→ Supplied information
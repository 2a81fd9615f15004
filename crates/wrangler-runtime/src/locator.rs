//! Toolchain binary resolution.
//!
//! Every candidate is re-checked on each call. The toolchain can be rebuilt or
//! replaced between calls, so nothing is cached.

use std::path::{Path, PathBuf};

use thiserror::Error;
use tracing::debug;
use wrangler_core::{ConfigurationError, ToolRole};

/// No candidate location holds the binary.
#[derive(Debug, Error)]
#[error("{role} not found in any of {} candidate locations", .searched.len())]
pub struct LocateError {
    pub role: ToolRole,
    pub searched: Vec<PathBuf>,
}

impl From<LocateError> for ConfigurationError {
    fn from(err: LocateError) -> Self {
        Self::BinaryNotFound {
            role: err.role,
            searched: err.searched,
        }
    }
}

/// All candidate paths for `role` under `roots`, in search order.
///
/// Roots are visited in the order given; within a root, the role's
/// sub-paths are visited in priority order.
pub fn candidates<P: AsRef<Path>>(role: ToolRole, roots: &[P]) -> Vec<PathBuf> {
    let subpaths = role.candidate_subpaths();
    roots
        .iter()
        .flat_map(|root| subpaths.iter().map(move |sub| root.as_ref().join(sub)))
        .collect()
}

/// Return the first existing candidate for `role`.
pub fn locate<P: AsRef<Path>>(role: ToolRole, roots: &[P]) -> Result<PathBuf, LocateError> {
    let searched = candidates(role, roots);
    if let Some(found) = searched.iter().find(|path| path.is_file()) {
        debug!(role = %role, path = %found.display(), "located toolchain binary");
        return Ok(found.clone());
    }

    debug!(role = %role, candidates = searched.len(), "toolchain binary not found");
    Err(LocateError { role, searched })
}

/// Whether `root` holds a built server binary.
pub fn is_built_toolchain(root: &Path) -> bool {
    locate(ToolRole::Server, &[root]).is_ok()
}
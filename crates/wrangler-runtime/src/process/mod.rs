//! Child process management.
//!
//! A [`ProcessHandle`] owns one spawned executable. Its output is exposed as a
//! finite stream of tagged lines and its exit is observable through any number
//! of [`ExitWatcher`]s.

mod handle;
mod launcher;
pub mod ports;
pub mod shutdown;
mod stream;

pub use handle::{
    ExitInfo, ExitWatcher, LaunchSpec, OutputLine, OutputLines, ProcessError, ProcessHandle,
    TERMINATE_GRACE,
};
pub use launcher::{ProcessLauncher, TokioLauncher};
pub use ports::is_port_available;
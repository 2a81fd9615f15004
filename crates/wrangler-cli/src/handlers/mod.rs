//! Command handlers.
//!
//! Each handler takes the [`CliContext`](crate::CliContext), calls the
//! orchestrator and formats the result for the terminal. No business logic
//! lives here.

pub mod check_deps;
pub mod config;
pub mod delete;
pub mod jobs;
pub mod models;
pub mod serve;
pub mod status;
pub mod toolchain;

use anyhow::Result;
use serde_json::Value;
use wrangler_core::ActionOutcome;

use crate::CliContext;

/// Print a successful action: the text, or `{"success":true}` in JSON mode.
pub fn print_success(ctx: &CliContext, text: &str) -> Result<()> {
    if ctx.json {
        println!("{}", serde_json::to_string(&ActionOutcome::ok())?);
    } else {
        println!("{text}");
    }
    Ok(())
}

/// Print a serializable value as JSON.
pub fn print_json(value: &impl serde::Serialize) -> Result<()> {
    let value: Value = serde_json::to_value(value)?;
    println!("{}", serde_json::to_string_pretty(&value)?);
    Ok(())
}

* * *

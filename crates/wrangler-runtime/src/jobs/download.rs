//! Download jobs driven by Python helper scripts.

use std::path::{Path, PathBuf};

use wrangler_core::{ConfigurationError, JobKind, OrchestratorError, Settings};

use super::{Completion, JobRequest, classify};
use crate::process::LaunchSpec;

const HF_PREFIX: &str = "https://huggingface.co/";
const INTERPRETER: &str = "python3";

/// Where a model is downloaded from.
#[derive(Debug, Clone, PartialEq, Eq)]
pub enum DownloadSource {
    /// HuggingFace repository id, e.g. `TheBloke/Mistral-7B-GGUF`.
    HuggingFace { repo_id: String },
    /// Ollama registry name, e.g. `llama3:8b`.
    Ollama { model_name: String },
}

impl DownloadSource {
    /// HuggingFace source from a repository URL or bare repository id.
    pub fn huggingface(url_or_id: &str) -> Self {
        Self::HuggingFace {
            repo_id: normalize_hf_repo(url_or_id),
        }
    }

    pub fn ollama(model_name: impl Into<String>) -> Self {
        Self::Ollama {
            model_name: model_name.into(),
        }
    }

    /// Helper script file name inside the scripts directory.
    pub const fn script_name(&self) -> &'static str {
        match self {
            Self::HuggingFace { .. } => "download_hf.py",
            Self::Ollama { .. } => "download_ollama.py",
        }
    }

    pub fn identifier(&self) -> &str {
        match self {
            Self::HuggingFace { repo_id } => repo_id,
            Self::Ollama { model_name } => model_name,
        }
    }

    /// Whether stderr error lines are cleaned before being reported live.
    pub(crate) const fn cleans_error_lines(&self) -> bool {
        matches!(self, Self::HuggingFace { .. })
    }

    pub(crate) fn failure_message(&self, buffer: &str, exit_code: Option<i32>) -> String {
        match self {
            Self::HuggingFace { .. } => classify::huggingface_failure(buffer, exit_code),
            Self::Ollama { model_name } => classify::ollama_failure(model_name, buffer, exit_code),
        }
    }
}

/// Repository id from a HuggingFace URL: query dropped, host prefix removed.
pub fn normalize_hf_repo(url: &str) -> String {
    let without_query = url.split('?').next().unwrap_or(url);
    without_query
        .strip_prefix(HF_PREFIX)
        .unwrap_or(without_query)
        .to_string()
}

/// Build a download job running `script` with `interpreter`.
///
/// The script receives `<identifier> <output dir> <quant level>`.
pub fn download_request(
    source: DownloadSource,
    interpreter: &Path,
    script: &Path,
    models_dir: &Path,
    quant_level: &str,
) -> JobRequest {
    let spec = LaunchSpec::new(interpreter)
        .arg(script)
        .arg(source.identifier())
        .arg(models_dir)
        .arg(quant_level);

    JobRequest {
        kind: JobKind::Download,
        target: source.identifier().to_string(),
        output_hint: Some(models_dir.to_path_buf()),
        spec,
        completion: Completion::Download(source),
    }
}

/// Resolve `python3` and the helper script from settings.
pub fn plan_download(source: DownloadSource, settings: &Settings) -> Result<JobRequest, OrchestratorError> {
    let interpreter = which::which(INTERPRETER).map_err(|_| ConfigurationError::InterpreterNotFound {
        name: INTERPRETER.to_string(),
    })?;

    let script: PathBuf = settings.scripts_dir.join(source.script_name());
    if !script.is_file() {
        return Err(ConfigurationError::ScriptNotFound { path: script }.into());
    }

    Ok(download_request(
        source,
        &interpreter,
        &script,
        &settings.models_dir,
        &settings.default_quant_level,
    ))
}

...

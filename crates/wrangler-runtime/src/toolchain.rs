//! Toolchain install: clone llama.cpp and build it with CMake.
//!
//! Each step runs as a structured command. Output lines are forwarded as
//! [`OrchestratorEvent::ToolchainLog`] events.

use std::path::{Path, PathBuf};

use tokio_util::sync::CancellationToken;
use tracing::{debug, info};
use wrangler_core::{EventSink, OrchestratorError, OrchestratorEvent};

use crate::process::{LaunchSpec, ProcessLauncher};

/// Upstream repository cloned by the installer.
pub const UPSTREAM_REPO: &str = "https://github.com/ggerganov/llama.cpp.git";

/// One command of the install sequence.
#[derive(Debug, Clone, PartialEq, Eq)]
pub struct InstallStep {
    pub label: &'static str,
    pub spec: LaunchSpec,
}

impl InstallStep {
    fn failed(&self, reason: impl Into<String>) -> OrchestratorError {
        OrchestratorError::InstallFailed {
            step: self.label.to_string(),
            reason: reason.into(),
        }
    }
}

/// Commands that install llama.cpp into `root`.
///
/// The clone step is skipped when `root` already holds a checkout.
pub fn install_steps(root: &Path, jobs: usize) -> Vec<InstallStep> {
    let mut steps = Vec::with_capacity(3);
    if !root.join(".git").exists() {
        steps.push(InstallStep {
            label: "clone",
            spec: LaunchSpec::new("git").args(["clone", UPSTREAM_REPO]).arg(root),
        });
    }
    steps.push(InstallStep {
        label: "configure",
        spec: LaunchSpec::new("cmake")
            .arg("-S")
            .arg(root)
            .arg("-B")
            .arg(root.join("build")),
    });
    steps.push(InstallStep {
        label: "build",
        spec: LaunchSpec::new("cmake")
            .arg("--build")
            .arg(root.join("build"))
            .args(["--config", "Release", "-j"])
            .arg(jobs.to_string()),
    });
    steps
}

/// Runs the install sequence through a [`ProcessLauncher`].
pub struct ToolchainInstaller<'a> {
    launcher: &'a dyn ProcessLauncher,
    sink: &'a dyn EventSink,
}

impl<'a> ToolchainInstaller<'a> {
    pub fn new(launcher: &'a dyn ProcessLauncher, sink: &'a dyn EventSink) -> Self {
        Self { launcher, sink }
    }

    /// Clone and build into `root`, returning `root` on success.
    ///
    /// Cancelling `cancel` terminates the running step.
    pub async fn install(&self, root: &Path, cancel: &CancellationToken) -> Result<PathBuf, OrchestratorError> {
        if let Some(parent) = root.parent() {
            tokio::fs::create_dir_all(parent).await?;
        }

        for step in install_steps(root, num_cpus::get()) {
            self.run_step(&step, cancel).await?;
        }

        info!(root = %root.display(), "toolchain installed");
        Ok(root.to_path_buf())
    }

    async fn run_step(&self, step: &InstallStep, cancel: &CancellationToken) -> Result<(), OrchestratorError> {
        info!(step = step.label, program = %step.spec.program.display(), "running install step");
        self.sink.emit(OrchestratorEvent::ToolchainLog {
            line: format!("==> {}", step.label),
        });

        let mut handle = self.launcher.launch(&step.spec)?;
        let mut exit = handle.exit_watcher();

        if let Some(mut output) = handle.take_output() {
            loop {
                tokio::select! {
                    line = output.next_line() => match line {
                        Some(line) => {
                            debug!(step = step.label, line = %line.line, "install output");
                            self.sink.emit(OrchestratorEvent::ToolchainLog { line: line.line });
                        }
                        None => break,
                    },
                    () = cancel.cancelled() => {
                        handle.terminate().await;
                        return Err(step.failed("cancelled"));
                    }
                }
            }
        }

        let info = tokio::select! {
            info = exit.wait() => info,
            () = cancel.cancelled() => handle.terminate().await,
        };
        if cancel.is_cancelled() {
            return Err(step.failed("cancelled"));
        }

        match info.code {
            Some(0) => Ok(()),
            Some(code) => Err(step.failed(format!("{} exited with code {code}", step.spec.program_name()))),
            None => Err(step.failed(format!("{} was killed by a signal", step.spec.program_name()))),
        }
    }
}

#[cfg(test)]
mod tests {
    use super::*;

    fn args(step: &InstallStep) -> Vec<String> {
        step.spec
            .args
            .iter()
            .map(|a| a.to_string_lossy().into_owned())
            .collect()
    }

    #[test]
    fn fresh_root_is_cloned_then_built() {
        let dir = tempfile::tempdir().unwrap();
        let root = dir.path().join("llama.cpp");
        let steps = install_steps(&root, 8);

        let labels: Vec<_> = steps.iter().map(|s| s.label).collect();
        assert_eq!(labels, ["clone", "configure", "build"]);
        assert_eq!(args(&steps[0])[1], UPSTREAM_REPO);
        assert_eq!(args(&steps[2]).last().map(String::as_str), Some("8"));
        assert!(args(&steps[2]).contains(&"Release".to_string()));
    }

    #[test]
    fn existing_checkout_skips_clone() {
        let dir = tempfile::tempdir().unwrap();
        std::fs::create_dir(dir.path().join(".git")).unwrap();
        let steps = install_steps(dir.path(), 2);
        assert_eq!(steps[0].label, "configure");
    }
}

→ Work to be completed
Each line above that holds the string "ToolchainInstaller" should be copied and shown.

→ Response area
pub struct ToolchainInstaller<'a> {
impl<'a> ToolchainInstaller<'a> {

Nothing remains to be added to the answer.